Cleveland Public Power builds electrical services including the service switch or service panel. They do not follow National Electrical Code on at least 1 out of 3 services. Defining the service point as the load side of the service switch and saying that the service does not need to be Code because the electrical utility owns it creates insurance problems for me. Nationwide is about the only insurance company of the ones that have agents who are close to home who will insure someone who has had a state license for less than 3 years.
Since they install electrical services for FREE the customer has no incentive to have me do the job the right way. I am then stuck with things like 1/2 inch diameter copper clad steel ground rods sticking up out of the ground and no mechanical protection for the part of the grounding electrode conductor that is close to the ground. They also use residential copper wire sizes for commercial single phase services - maybe that might work but a 100 amp or 200 amp service is either lightly loaded or heavily loaded.
The insurance companies have insisted that electrical untilities use the stricter of NEC of National Electrical Safety Code for anything that touches or runs underneath customer property. The sole exception is that a power service drop that has no communication drop underneath can be 16.5 feet over a public street or commercial driveway if the custormer has a space constraint. Usually, the Cleveland Electric Illuminating Company has solved that kind of problem by installing a pole right next to a customer service entrance. First Energy does not have a problem with using NEC in customer property so why can't Cleveland Public Power be reasonable and follow NEC for anything that touches customer property?

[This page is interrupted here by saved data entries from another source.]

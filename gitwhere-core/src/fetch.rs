//! Diff Fetcher: concurrent retrieval of every transition in a chain.
//!
//! Each consecutive revision pair is retrieved and parsed on its own blocking
//! thread (`spawn_blocking`, gated by a semaphore) and sent back tagged with
//! its slot in the chain. [`OrderedDiffs`] is the reorder buffer on the
//! receiving side: results are stored by slot as they arrive and handed out
//! strictly in chain order, all under one deadline fixed when the batch starts.

use std::sync::Arc;
use std::time::Duration;

use tokio::sync::{mpsc, Semaphore};
use tokio::task::JoinSet;
use tokio::time::Instant;

use crate::error::LocateError;
use crate::hunk::parse_diff;
use crate::provider::RevisionProvider;
use crate::types::{DiffResult, FileDiff, Revision};

/// Deadline for a whole batch when none is configured.
pub const DEFAULT_TIMEOUT: Duration = Duration::from_secs(30);

/// Default number of retrievals allowed in flight at once.
pub fn default_concurrency() -> usize {
    std::thread::available_parallelism().map(|n| n.get()).unwrap_or(4)
}

/// Fans diff retrieval out over the chain.
pub struct DiffFetcher<P> {
    provider: Arc<P>,
    timeout: Duration,
    max_concurrency: usize,
}

impl<P: RevisionProvider + 'static> DiffFetcher<P> {
    pub fn new(provider: Arc<P>) -> Self {
        Self { provider, timeout: DEFAULT_TIMEOUT, max_concurrency: default_concurrency() }
    }

    /// Sets the deadline covering the whole batch.
    pub fn with_timeout(mut self, timeout: Duration) -> Self {
        self.timeout = timeout;
        self
    }

    /// Caps the number of concurrent retrievals (at least one).
    pub fn with_max_concurrency(mut self, max_concurrency: usize) -> Self {
        self.max_concurrency = max_concurrency.max(1);
        self
    }

    /// Starts retrieving the diff of every consecutive pair in `chain`.
    ///
    /// A chain of `n + 1` revisions yields `n` results. The deadline starts
    /// now, not at the first `next()` call. Must be called from within a
    /// Tokio runtime.
    pub fn fetch(&self, chain: &[Revision]) -> OrderedDiffs {
        let total = chain.len().saturating_sub(1);
        // Capacity for every result, so no task ever waits on a slow consumer.
        let (tx, rx) = mpsc::channel(total.max(1));
        let permits = Arc::new(Semaphore::new(self.max_concurrency));
        let mut tasks = JoinSet::new();

        for (slot, pair) in chain.windows(2).enumerate() {
            let from = pair[0].clone();
            let to = pair[1].clone();
            let provider = Arc::clone(&self.provider);
            let permits = Arc::clone(&permits);
            let tx = tx.clone();

            tasks.spawn(async move {
                let Ok(_permit) = permits.acquire_owned().await else {
                    return;
                };
                let position = to.position;
                tracing::debug!(position, from = from.short_id(), to = to.short_id(), "fetching diff");
                let file_diffs = tokio::task::spawn_blocking(move || retrieve(&*provider, &from, &to))
                    .await
                    .unwrap_or_else(|e| {
                        Err(LocateError::backend(Some(position), format!("retrieval task failed: {e}")))
                    });
                let finished = Instant::now();
                // The receiver is gone once the caller stopped folding.
                let _ = tx.send((slot, DiffResult { position, file_diffs }, finished)).await;
            });
        }

        OrderedDiffs {
            rx,
            slots: (0..total).map(|_| None).collect(),
            positions: chain.iter().skip(1).map(|r| r.position).collect(),
            cursor: 0,
            received: 0,
            deadline: Instant::now() + self.timeout,
            timeout: self.timeout,
            tasks,
        }
    }
}

/// Retrieves and parses one transition. Runs on a blocking thread.
fn retrieve<P: RevisionProvider + ?Sized>(
    provider: &P,
    from: &Revision,
    to: &Revision,
) -> Result<Vec<FileDiff>, LocateError> {
    let text = provider.diff_between(from, to).map_err(|e| e.at(to.position))?;
    parse_diff(&text).map_err(|source| LocateError::Parse { position: Some(to.position), source })
}

/// Reorder buffer over the results of one [`DiffFetcher::fetch`] call.
///
/// Dropping it aborts the tasks still waiting; retrievals already running on
/// blocking threads finish in the background and their results are discarded.
pub struct OrderedDiffs {
    rx: mpsc::Receiver<(usize, DiffResult, Instant)>,
    slots: Vec<Option<DiffResult>>,
    positions: Vec<usize>,
    cursor: usize,
    received: usize,
    deadline: Instant,
    timeout: Duration,
    tasks: JoinSet<()>,
}

impl OrderedDiffs {
    /// Number of transitions in the batch.
    pub fn len(&self) -> usize {
        self.slots.len()
    }

    pub fn is_empty(&self) -> bool {
        self.slots.is_empty()
    }

    /// Results that have arrived so far, in any order.
    pub fn received(&self) -> usize {
        self.received
    }

    /// Next transition in chain order as `(position, file_diffs)`.
    ///
    /// Waits only until that transition's result is in; later results keep
    /// arriving in the buffer meanwhile. A result counts as on time when its
    /// retrieval finished before the deadline, regardless of when it is
    /// asked for; one that finished later is a timeout at its position.
    /// Returns `None` once the chain is exhausted or after the first error.
    pub async fn next(&mut self) -> Option<Result<(usize, Vec<FileDiff>), LocateError>> {
        if self.cursor >= self.slots.len() {
            return None;
        }

        while self.slots[self.cursor].is_none() {
            match tokio::time::timeout_at(self.deadline, self.rx.recv()).await {
                Ok(Some((_, result, finished))) if finished > self.deadline => {
                    // Finished past the deadline: never handed out, however
                    // early the caller comes back for it.
                    tracing::debug!(position = result.position, "discarding late diff");
                }
                Ok(Some((slot, result, _))) => {
                    self.received += 1;
                    self.slots[slot] = Some(result);
                }
                Ok(None) if Instant::now() >= self.deadline => {
                    let error = self.timed_out();
                    return Some(Err(self.fail(error)));
                }
                Ok(None) => {
                    let position = self.positions[self.cursor];
                    return Some(Err(self.fail(LocateError::backend(
                        Some(position),
                        "retrieval ended without a result",
                    ))));
                }
                Err(_) => {
                    let error = self.timed_out();
                    return Some(Err(self.fail(error)));
                }
            }
        }

        let result = self.slots[self.cursor].take()?;
        self.cursor += 1;
        match result.file_diffs {
            Ok(file_diffs) => Some(Ok((result.position, file_diffs))),
            Err(e) => Some(Err(self.fail(e))),
        }
    }

    /// Drains the whole batch in chain order, failing on the first error.
    pub async fn collect(mut self) -> Result<Vec<(usize, Vec<FileDiff>)>, LocateError> {
        let mut all = Vec::with_capacity(self.slots.len());
        while let Some(next) = self.next().await {
            all.push(next?);
        }
        Ok(all)
    }

    fn timed_out(&self) -> LocateError {
        let position = self.positions[self.cursor];
        tracing::warn!(position, received = self.received(), total = self.len(), "diff batch timed out");
        LocateError::Timeout {
            position,
            received: self.received,
            total: self.slots.len(),
            after: self.timeout,
        }
    }

    fn fail(&mut self, error: LocateError) -> LocateError {
        self.cursor = self.slots.len();
        self.rx.close();
        self.tasks.abort_all();
        error
    }
}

Ohio law says that cities have authority to regulate electrical utility installations but the Cleveland building department does not inspect CPP's electrical services. CPP is somehow a law unto itself. Cleveland Public Power allegedly has their own electrical inspector but I see a lot of services inside and outside City of Cleveland where both the electrician and the inspector are at least 30 years out or date on NEC. A lot of electrcians are still putting the service weatherhead below the point of attachment and putting the splices above the weatherhead which creates a problem with stranded conductor acting as a poor excuse as a water hose.
Cleveland Public Power one time toasted ( killed ) somebody with a handhole cover that was not grounded and bonded and a 480 volt streetlighting circuit somehow energozed the cover. This was after the Ohio Supreme Court struck down sovreign immunity.